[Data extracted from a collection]
-.-.-
//! In-process room hub backed by DashMap.
//!
//! Each connected client owns a bounded mpsc inbox. Rooms hold an ordered
//! member list; a broadcast takes the room's entry exclusively so every member
//! sees that room's messages in the same order.

use dashmap::DashMap;
use tokio::sync::mpsc::{self, error::TrySendError};
use tracing::{debug, warn};

use crate::domain::ports::{
    ChannelError, ChannelKey, ChannelMessage, ChannelProvider, ClientId, ClientInbox,
};

/// Default per-client inbox capacity.
pub const DEFAULT_INBOX_CAPACITY: usize = 256;

/// Channel provider backed by in-memory rooms and bounded inboxes.
pub struct InProcessChannelHub {
    clients: DashMap<ClientId, mpsc::Sender<ChannelMessage>>,
    rooms: DashMap<ChannelKey, Vec<ClientId>>,
    inbox_capacity: usize,
}

impl Default for InProcessChannelHub {
    fn default() -> Self {
        Self::new(DEFAULT_INBOX_CAPACITY)
    }
}

impl InProcessChannelHub {
    /// Hub whose client inboxes hold `inbox_capacity` messages.
    pub fn new(inbox_capacity: usize) -> Self {
        Self {
            clients: DashMap::new(),
            rooms: DashMap::new(),
            inbox_capacity: inbox_capacity.max(1),
        }
    }

    pub fn client_count(&self) -> usize {
        self.clients.len()
    }

    pub fn room_count(&self) -> usize {
        self.rooms.len()
    }
}

impl ChannelProvider for InProcessChannelHub {
    fn connect(&self, client: &ClientId) -> Result<ClientInbox, ChannelError> {
        let (tx, rx) = mpsc::channel(self.inbox_capacity);
        match self.clients.entry(client.clone()) {
            dashmap::mapref::entry::Entry::Occupied(mut existing) => {
                // A closed inbox means the previous session went away without disconnecting
                if !existing.get().is_closed() {
                    return Err(ChannelError::AlreadyConnected(client.clone()));
                }
                existing.insert(tx);
            }
            dashmap::mapref::entry::Entry::Vacant(slot) => {
                slot.insert(tx);
            }
        }
        debug!(client = %client, "client connected");
        Ok(rx)
    }

    fn disconnect(&self, client: &ClientId) {
        self.clients.remove(client);
        self.rooms.retain(|_, members| {
            members.retain(|m| m != client);
            !members.is_empty()
        });
        debug!(client = %client, "client disconnected");
    }

    fn join(&self, key: &ChannelKey, client: &ClientId) -> Result<(), ChannelError> {
        if !self.clients.contains_key(client) {
            return Err(ChannelError::NotConnected(client.clone()));
        }
        let mut members = self.rooms.entry(key.clone()).or_default();
        if !members.contains(client) {
            members.push(client.clone());
            debug!(client = %client, channel = %key, "joined channel");
        }
        Ok(())
    }

    fn leave(&self, key: &ChannelKey, client: &ClientId) -> bool {
        let removed = match self.rooms.get_mut(key) {
            Some(mut members) => {
                let before = members.len();
                members.retain(|m| m != client);
                before != members.len()
            }
            None => false,
        };
        self.rooms.remove_if(key, |_, members| members.is_empty());
        if removed {
            debug!(client = %client, channel = %key, "left channel");
        }
        removed
    }

    fn broadcast(
        &self,
        key: &ChannelKey,
        event: &str,
        payload: serde_json::Value,
        except: Option<&ClientId>,
    ) -> usize {
        let Some(members) = self.rooms.get_mut(key) else {
            return 0;
        };

        let message = ChannelMessage {
            channel: key.clone(),
            event: event.to_string(),
            payload,
            origin: except.cloned(),
        };

        let mut delivered = 0;
        let mut gone = Vec::new();
        for member in members.iter().filter(|m| Some(*m) != except) {
            let Some(sender) = self.clients.get(member) else {
                gone.push(member.clone());
                continue;
            };
            match sender.try_send(message.clone()) {
                Ok(()) => delivered += 1,
                Err(TrySendError::Full(_)) => {
                    warn!(client = %member, channel = %key, event, "inbox full, dropping event");
                }
                Err(TrySendError::Closed(_)) => gone.push(member.clone()),
            }
        }
        drop(members);

        for client in gone {
            self.disconnect(&client);
        }
        delivered
    }

    fn members(&self, key: &ChannelKey) -> Vec<ClientId> {
        self.rooms
            .get(key)
            .map(|members| members.clone())
            .unwrap_or_default()
    }

    fn rooms_of(&self, client: &ClientId) -> Vec<ChannelKey> {
        let mut keys: Vec<ChannelKey> = self
            .rooms
            .iter()
            .filter(|room| room.value().contains(client))
            .map(|room| room.key().clone())
            .collect();
        keys.sort();
        keys
    }
}

#[cfg(test)]
mod tests {
    use super::*;
    use serde_json::json;
    use uuid::Uuid;

    #[tokio::test]
    async fn test_broadcast_skips_origin() {
        let hub = InProcessChannelHub::default();
        let room = ChannelKey::team(Uuid::new_v4());
        let a = ClientId::from("a");
        let b = ClientId::from("b");
        let mut inbox_a = hub.connect(&a).unwrap();
        let mut inbox_b = hub.connect(&b).unwrap();
        hub.join(&room, &a).unwrap();
        hub.join(&room, &b).unwrap();

        let delivered = hub.broadcast(&room, "directory:update", json!({"n": 1}), Some(&a));
        assert_eq!(delivered, 1);

        let msg = inbox_b.recv().await.unwrap();
        assert_eq!(msg.event, "directory:update");
        assert_eq!(msg.origin, Some(a.clone()));
        assert!(inbox_a.try_recv().is_err());
    }

    #[tokio::test]
    async fn test_leave_stops_delivery() {
        let hub = InProcessChannelHub::default();
        let room = ChannelKey::file(Uuid::new_v4(), Uuid::new_v4());
        let a = ClientId::from("a");
        let mut inbox = hub.connect(&a).unwrap();
        hub.join(&room, &a).unwrap();

        assert!(hub.leave(&room, &a));
        assert!(!hub.leave(&room, &a));
        assert_eq!(hub.broadcast(&room, "code:change", json!({}), None), 0);
        assert!(inbox.try_recv().is_err());
        assert_eq!(hub.room_count(), 0);
    }

    #[tokio::test]
    async fn test_join_requires_connection_and_is_idempotent() {
        let hub = InProcessChannelHub::default();
        let room = ChannelKey::team(Uuid::new_v4());
        let a = ClientId::from("a");

        assert!(matches!(hub.join(&room, &a), Err(ChannelError::NotConnected(_))));

        let _inbox = hub.connect(&a).unwrap();
        hub.join(&room, &a).unwrap();
        hub.join(&room, &a).unwrap();
        assert_eq!(hub.members(&room), vec![a]);
    }

    #[tokio::test]
    async fn test_dropped_inbox_is_pruned_on_broadcast() {
        let hub = InProcessChannelHub::default();
        let room = ChannelKey::team(Uuid::new_v4());
        let a = ClientId::from("a");
        let inbox = hub.connect(&a).unwrap();
        hub.join(&room, &a).unwrap();
        drop(inbox);

        assert_eq!(hub.broadcast(&room, "directory:update", json!([]), None), 0);
        assert_eq!(hub.client_count(), 0);
        assert!(hub.members(&room).is_empty());
    }

    #[tokio::test]
    async fn test_full_inbox_drops_only_for_that_client() {
        let hub = InProcessChannelHub::new(1);
        let room = ChannelKey::team(Uuid::new_v4());
        let slow = ClientId::from("slow");
        let fast = ClientId::from("fast");
        let _slow_inbox = hub.connect(&slow).unwrap();
        let mut fast_inbox = hub.connect(&fast).unwrap();
        hub.join(&room, &slow).unwrap();
        hub.join(&room, &fast).unwrap();

        assert_eq!(hub.broadcast(&room, "e", json!(1), None), 2);
        fast_inbox.recv().await.unwrap();
        assert_eq!(hub.broadcast(&room, "e", json!(2), None), 1);
        assert_eq!(fast_inbox.recv().await.unwrap().payload, json!(2));
    }

    #[tokio::test]
    async fn test_rooms_of_lists_joined_rooms() {
        let hub = InProcessChannelHub::default();
        let team = Uuid::new_v4();
        let a = ClientId::from("a");
        let _inbox = hub.connect(&a).unwrap();
        hub.join(&ChannelKey::team(team), &a).unwrap();
        hub.join(&ChannelKey::file(team, Uuid::new_v4()), &a).unwrap();

        assert_eq!(hub.rooms_of(&a).len(), 2);
        hub.disconnect(&a);
        assert!(hub.rooms_of(&a).is_empty());
    }
}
-.-.-
Your goal -> List, from the entries above, every line in which the word "entry" shows up.

Reply ->
//! member list; a broadcast takes the room's entry exclusively so every member
        match self.clients.entry(client.clone()) {
            dashmap::mapref::entry::Entry::Occupied(mut existing) => {
            dashmap::mapref::entry::Entry::Vacant(slot) => {
        let mut members = self.rooms.entry(key.clone()).or_default();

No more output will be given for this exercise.